● Provided records:

================

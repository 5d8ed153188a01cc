use crate::core::{Column, DbError, Result, Row, Schema, Value};
use std::collections::{BTreeMap, HashSet};

/// Rows of one physical table plus the structure they conform to.
#[derive(Debug, Clone)]
pub struct Table {
    schema: TableSchema,
    rows: BTreeMap<usize, Row>,
    next_row_id: usize,
}

impl Table {
    pub fn new(schema: TableSchema) -> Self {
        Self {
            schema,
            rows: BTreeMap::new(),
            next_row_id: 1,
        }
    }

    pub fn schema(&self) -> &TableSchema {
        &self.schema
    }

    pub fn row_count(&self) -> usize {
        self.rows.len()
    }

    pub fn scan(&self) -> Vec<Row> {
        self.rows.values().cloned().collect()
    }

    /// Inserts a row given as `(column, value)` pairs.
    ///
    /// Missing columns take their default; a missing integer primary key is
    /// assigned from the table's row counter. Returns the stored row in
    /// column order.
    pub fn insert(&mut self, values: Vec<(String, Value)>) -> Result<Row> {
        let columns = self.schema.schema().columns();
        let mut row: Vec<Option<Value>> = vec![None; columns.len()];

        for (name, value) in values {
            let idx = self
                .schema
                .schema()
                .find_column_index(&name)
                .ok_or_else(|| DbError::ColumnNotFound(name.clone(), self.schema.name.clone()))?;
            row[idx] = Some(value);
        }

        let id = self.next_row_id;
        let row: Row = columns
            .iter()
            .zip(row)
            .map(|(column, value)| match value {
                Some(value) => value,
                None if column.primary_key => Value::Integer(id as i64),
                None => column.default.clone(),
            })
            .collect();

        self.validate_row(&row)?;
        self.check_uniqueness(&row)?;

        self.next_row_id += 1;
        self.rows.insert(id, row.clone());
        Ok(row)
    }

    pub fn rename(&mut self, new_name: impl Into<String>) {
        self.schema.name = new_name.into();
    }

    /// Appends a column, backfilling existing rows with its default.
    pub fn add_column(&mut self, column: Column) -> Result<()> {
        if self.schema.schema().find_column_index(&column.name).is_some() {
            return Err(DbError::ColumnExists(column.name, self.schema.name.clone()));
        }

        if !self.rows.is_empty() {
            column.validate(&column.default).map_err(|_| {
                DbError::ConstraintViolation(format!(
                    "Cannot add NOT NULL column '{}' without a default to non-empty table '{}'",
                    column.name, self.schema.name
                ))
            })?;
            if column.unique && self.rows.len() > 1 && !column.default.is_null() {
                return Err(DbError::ConstraintViolation(format!(
                    "Cannot add UNIQUE column '{}' with a shared default to table '{}'",
                    column.name, self.schema.name
                )));
            }
        }

        for row in self.rows.values_mut() {
            row.push(column.default.clone());
        }
        self.schema.schema.push_column(column);
        Ok(())
    }

    pub fn remove_column(&mut self, column_name: &str) -> Result<Column> {
        let idx = self
            .schema
            .schema()
            .find_column_index(column_name)
            .ok_or_else(|| DbError::ColumnNotFound(column_name.to_string(), self.schema.name.clone()))?;

        if self.schema.schema().columns()[idx].primary_key {
            return Err(DbError::ConstraintViolation(format!(
                "Cannot drop primary key column '{}' of table '{}'",
                column_name, self.schema.name
            )));
        }

        for row in self.rows.values_mut() {
            row.remove(idx);
        }
        Ok(self.schema.schema.remove_column(idx))
    }

    /// Replaces the definition of `old_name` with `new`, converting stored
    /// values. Existing data is checked against the new constraints before
    /// anything is modified.
    pub fn alter_column(&mut self, old_name: &str, new: Column) -> Result<()> {
        let idx = self
            .schema
            .schema()
            .find_column_index(old_name)
            .ok_or_else(|| DbError::ColumnNotFound(old_name.to_string(), self.schema.name.clone()))?;

        if new.name != old_name && self.schema.schema().find_column_index(&new.name).is_some() {
            return Err(DbError::ColumnExists(new.name, self.schema.name.clone()));
        }

        let old = &self.schema.schema().columns()[idx];
        if !old.data_type.can_cast_to(&new.data_type) {
            return Err(DbError::TypeMismatch(format!(
                "Column '{}' cannot change from {} to {}",
                old.name, old.data_type, new.data_type
            )));
        }

        let mut converted = Vec::with_capacity(self.rows.len());
        let mut seen = HashSet::new();
        for (id, row) in &self.rows {
            let value = row[idx].cast_to(&new.data_type)?;
            new.validate(&value)?;
            if new.unique && !value.is_null() && !seen.insert(value.clone()) {
                return Err(DbError::ConstraintViolation(format!(
                    "Column '{}' contains duplicate value {}",
                    new.name, value
                )));
            }
            converted.push((*id, value));
        }

        for (id, value) in converted {
            if let Some(row) = self.rows.get_mut(&id) {
                row[idx] = value;
            }
        }
        self.schema.schema.replace_column(idx, new);
        Ok(())
    }

    fn validate_row(&self, row: &Row) -> Result<()> {
        let columns = self.schema.schema().columns();
        if row.len() != columns.len() {
            return Err(DbError::ExecutionError(format!(
                "Expected {} columns, got {}",
                columns.len(),
                row.len()
            )));
        }
        for (column, value) in columns.iter().zip(row.iter()) {
            column.validate(value)?;
        }
        Ok(())
    }

    fn check_uniqueness(&self, row: &Row) -> Result<()> {
        for (col_idx, column) in self.schema.schema().columns().iter().enumerate() {
            if !(column.primary_key || column.unique) {
                continue;
            }
            let value = &row[col_idx];
            if value.is_null() {
                continue;
            }
            if self.rows.values().any(|existing| &existing[col_idx] == value) {
                return Err(DbError::ConstraintViolation(format!(
                    "Unique constraint violation: Column '{}' already contains value {}",
                    column.name, value
                )));
            }
        }
        Ok(())
    }
}

#[derive(Debug, Clone)]
pub struct TableSchema {
    name: String,
    schema: Schema,
}

impl TableSchema {
    pub fn new(name: impl Into<String>, columns: Vec<Column>) -> Self {
        Self {
            name: name.into(),
            schema: Schema::new(columns),
        }
    }

    pub fn name(&self) -> &str {
        &self.name
    }

    pub fn schema(&self) -> &Schema {
        &self.schema
    }

    pub fn column(&self, name: &str) -> Option<&Column> {
        self.schema.get_column(name)
    }
}
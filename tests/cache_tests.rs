use async_trait::async_trait;
use runtime_models::cache::{InMemoryCache, KeyValueCache, LastModifiedCache};
use runtime_models::{DbError, DynamicModels, ModelSchema, Result};
use std::sync::Arc;
use std::sync::atomic::{AtomicBool, Ordering};
use std::time::Duration;

/// Cache backend that can be switched off to simulate an outage.
struct FlakyCache {
    inner: InMemoryCache,
    down: AtomicBool,
}

impl FlakyCache {
    fn new() -> Self {
        Self {
            inner: InMemoryCache::new(),
            down: AtomicBool::new(false),
        }
    }

    fn set_down(&self, down: bool) {
        self.down.store(down, Ordering::SeqCst);
    }

    fn check(&self) -> Result<()> {
        if self.down.load(Ordering::SeqCst) {
            return Err(DbError::CacheUnavailable("connection refused".into()));
        }
        Ok(())
    }
}

#[async_trait]
impl KeyValueCache for FlakyCache {
    async fn get(&self, key: &str) -> Result<Option<String>> {
        self.check()?;
        self.inner.get(key).await
    }

    async fn set(&self, key: &str, value: String, ttl: Option<Duration>) -> Result<()> {
        self.check()?;
        self.inner.set(key, value, ttl).await
    }

    async fn delete(&self, key: &str) -> Result<()> {
        self.check()?;
        self.inner.delete(key).await
    }
}

#[tokio::test]
async fn test_entries_expire() -> anyhow::Result<()> {
    let cache = InMemoryCache::new();
    cache
        .set("short", "1".into(), Some(Duration::from_millis(20)))
        .await?;
    cache.set("forever", "2".into(), None).await?;

    tokio::time::sleep(Duration::from_millis(50)).await;

    assert_eq!(cache.get("short").await?, None);
    assert_eq!(cache.get("forever").await?, Some("2".to_string()));
    Ok(())
}

#[tokio::test]
async fn test_keys_are_prefixed_and_lowercased() -> anyhow::Result<()> {
    let backend = Arc::new(InMemoryCache::new());
    let cache = LastModifiedCache::new(backend.clone(), "dynamic_models_", Duration::from_secs(60));

    let stamp = cache.update_last_modified("SalesInvoice").await?;
    assert_eq!(cache.cache_key("SalesInvoice"), "dynamic_models_salesinvoice");
    assert!(backend.get("dynamic_models_salesinvoice").await?.is_some());
    assert_eq!(cache.get_last_modified("salesinvoice").await?, Some(stamp));
    Ok(())
}

#[tokio::test]
async fn test_missing_entry_counts_as_current() -> anyhow::Result<()> {
    let cache = LastModifiedCache::new(
        Arc::new(InMemoryCache::new()),
        "test_",
        Duration::from_secs(60),
    );
    let declared = runtime_models::core::clock::now();
    assert!(cache.is_current("Invoice", declared).await);

    cache.update_last_modified("Invoice").await?;
    assert!(!cache.is_current("Invoice", declared).await);

    cache.clear_last_modified("Invoice").await?;
    assert!(cache.is_current("Invoice", declared).await);
    Ok(())
}

#[tokio::test]
async fn test_corrupt_entry_counts_as_stale() -> anyhow::Result<()> {
    let backend = Arc::new(InMemoryCache::new());
    let cache = LastModifiedCache::new(backend.clone(), "test_", Duration::from_secs(60));
    backend.set("test_invoice", "yesterday".into(), None).await?;

    assert!(matches!(
        cache.get_last_modified("Invoice").await,
        Err(DbError::CacheUnavailable(_))
    ));
    assert!(!cache.is_current("Invoice", runtime_models::core::clock::now()).await);
    Ok(())
}

#[tokio::test]
async fn test_cache_outage_forces_rebuild() -> anyhow::Result<()> {
    let backend = Arc::new(FlakyCache::new());
    let models = DynamicModels::builder()
        .cache_backend(backend.clone())
        .build()?;

    let mut schema = ModelSchema::new(&models, "invoice");
    schema.save().await?;
    let before = schema.as_model().await?;
    assert_eq!(schema.as_model().await?.id(), before.id());

    backend.set_down(true);
    let during = schema.as_model().await?;
    assert_ne!(during.id(), before.id());

    // writes through any type are refused while staleness cannot be decided
    assert!(matches!(
        during.create(&models, Vec::<(&str, i64)>::new()).await,
        Err(DbError::OutdatedModel(_))
    ));

    backend.set_down(false);
    let after = schema.as_model().await?;
    assert_eq!(after.id(), during.id());
    Ok(())
}
use runtime_models::schema::MemorySchemaStore;
use runtime_models::storage::StorageEngine;
use runtime_models::{DbError, DynamicModels, FieldOptions, FieldSchema, ModelSchema, Value};
use std::sync::Arc;

#[tokio::test]
async fn test_invoice_lifecycle() -> anyhow::Result<()> {
    let models = DynamicModels::in_memory();
    let engine = models.engine().clone();

    // model schema -> table with only the implicit key
    let mut schema = ModelSchema::new(&models, "invoice");
    schema.save().await?;
    assert!(engine.table_exists("invoice").await);
    assert_eq!(
        engine.get_schema("invoice").await?.schema().column_names(),
        vec!["id"]
    );

    // integer field -> nullable column
    schema.add_field("amount", "integer", FieldOptions::new()).await?;
    assert!(engine.table_has_column("invoice", "amount").await);
    assert!(engine.column_allows_null("invoice", "amount").await?);

    // bounded text without a length fails, with a length succeeds
    let mut code = FieldSchema::new(&schema, "code", "character")?;
    assert!(matches!(code.save().await, Err(DbError::InvalidField { .. })));
    code.set_max_length(Some(10));
    code.save().await?;
    let column = engine.get_schema("invoice").await?.column("code").cloned();
    assert_eq!(column.and_then(|c| c.max_length), Some(10));

    // rename -> table renamed, old registration gone
    schema.set_name("bill");
    schema.save().await?;
    assert!(engine.table_exists("bill").await);
    assert!(!engine.table_exists("invoice").await);
    assert!(!models.registry().is_registered("dynamic_models", "Invoice")?);
    assert_eq!(schema.as_model().await?.table_name(), "bill");

    // delete -> table gone
    schema.delete().await?;
    assert!(!engine.table_exists("bill").await);
    assert!(engine.list_tables().await.is_empty());
    Ok(())
}

#[tokio::test]
async fn test_outdated_type_rejects_writes() -> anyhow::Result<()> {
    let models = DynamicModels::in_memory();
    let mut schema = ModelSchema::new(&models, "invoice");
    schema.save().await?;
    let mut amount = schema.add_field("amount", "integer", FieldOptions::new()).await?;

    let model = schema.as_model().await?;
    let record = model.create(&models, [("amount", 3)]).await?;
    assert_eq!(record.id(), 1);
    assert_eq!(record.get("amount"), Some(&Value::Integer(3)));

    amount.set_name("total");
    amount.save().await?;

    assert!(matches!(
        model.create(&models, [("amount", 4)]).await,
        Err(DbError::OutdatedModel(name)) if name == "Invoice"
    ));

    let current = schema.as_model().await?;
    let record = current.create(&models, [("total", 4)]).await?;
    assert_eq!(record.id(), 2);
    assert_eq!(current.count(&models).await?, 2);
    Ok(())
}

#[tokio::test]
async fn test_record_constraints() -> anyhow::Result<()> {
    let models = DynamicModels::in_memory();
    let mut schema = ModelSchema::new(&models, "customer");
    schema.save().await?;
    schema
        .add_field("email", "character", FieldOptions::new().max_length(12).unique(true))
        .await?;
    let model = schema.as_model().await?;

    model.create(&models, [("email", "a@example.io")]).await?;
    assert!(model.create(&models, [("email", "a@example.io")]).await.is_err());
    assert!(model.create(&models, [("email", "way-too-long@example.io")]).await.is_err());
    assert!(matches!(
        model.create(&models, [("phone", "555")]).await,
        Err(DbError::ColumnNotFound(..))
    ));

    let records = model.all(&models).await?;
    assert_eq!(records.len(), 1);
    assert_eq!(records[0].get("email"), Some(&Value::Text("a@example.io".into())));
    Ok(())
}

#[tokio::test]
async fn test_schema_snapshot_restores_types() -> anyhow::Result<()> {
    let dir = tempfile::tempdir()?;
    let path = dir.path().join("schemas.json");

    let store = Arc::new(MemorySchemaStore::new());
    let models = DynamicModels::builder().store(store.clone()).build()?;
    let mut schema = ModelSchema::new(&models, "invoice");
    schema.save().await?;
    schema.add_field("amount", "float", FieldOptions::new()).await?;
    store.save_snapshot(&path).await?;

    let restored = DynamicModels::builder()
        .store(Arc::new(MemorySchemaStore::load_snapshot(&path).await?))
        .build()?;
    let model = restored.get_model("invoice").await?;
    assert_eq!(model.field_names(), vec!["amount"]);
    Ok(())
}
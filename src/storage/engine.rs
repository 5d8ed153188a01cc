use super::table::TableSchema;
use crate::core::{Column, Result, Row, Value};
use async_trait::async_trait;

/// Storage engine trait - the schema-mutation and row primitives the
/// dynamic model core drives. Implementations must serialize individual
/// operations; no multi-statement atomicity is expected.
#[async_trait]
pub trait StorageEngine: Send + Sync {
    /// Create a new table with the given schema
    async fn create_table(&self, schema: TableSchema) -> Result<()>;

    /// Drop a table and all of its rows
    async fn drop_table(&self, name: &str) -> Result<()>;

    /// Rename a table, keeping its rows
    async fn rename_table(&self, old_name: &str, new_name: &str) -> Result<()>;

    /// Append a column to an existing table
    async fn add_column(&self, table: &str, column: Column) -> Result<()>;

    /// Remove a column from an existing table
    async fn remove_column(&self, table: &str, column_name: &str) -> Result<()>;

    /// Replace `old` with `new`, including renames and constraint changes
    async fn alter_column(&self, table: &str, old: &Column, new: Column) -> Result<()>;

    /// Check if a table exists
    async fn table_exists(&self, name: &str) -> bool;

    /// Check if a table has a column; false when the table is missing
    async fn table_has_column(&self, table: &str, column: &str) -> bool;

    /// Whether a column accepts NULL
    async fn column_allows_null(&self, table: &str, column: &str) -> Result<bool>;

    /// Get the schema for a table
    async fn get_schema(&self, table: &str) -> Result<TableSchema>;

    /// Insert a row given as `(column, value)` pairs; returns the stored row
    async fn insert_row(&self, table: &str, values: Vec<(String, Value)>) -> Result<Row>;

    /// Scan all rows in a table
    async fn scan_table(&self, table: &str) -> Result<Vec<Row>>;

    /// Get table row count
    async fn row_count(&self, table: &str) -> Result<usize>;

    /// List all table names
    async fn list_tables(&self) -> Vec<String>;
}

================

● What you need to do: Each line of the listing above that contains the word "BTreeMap" counts once; please give the total and nothing more.

● Solution: 3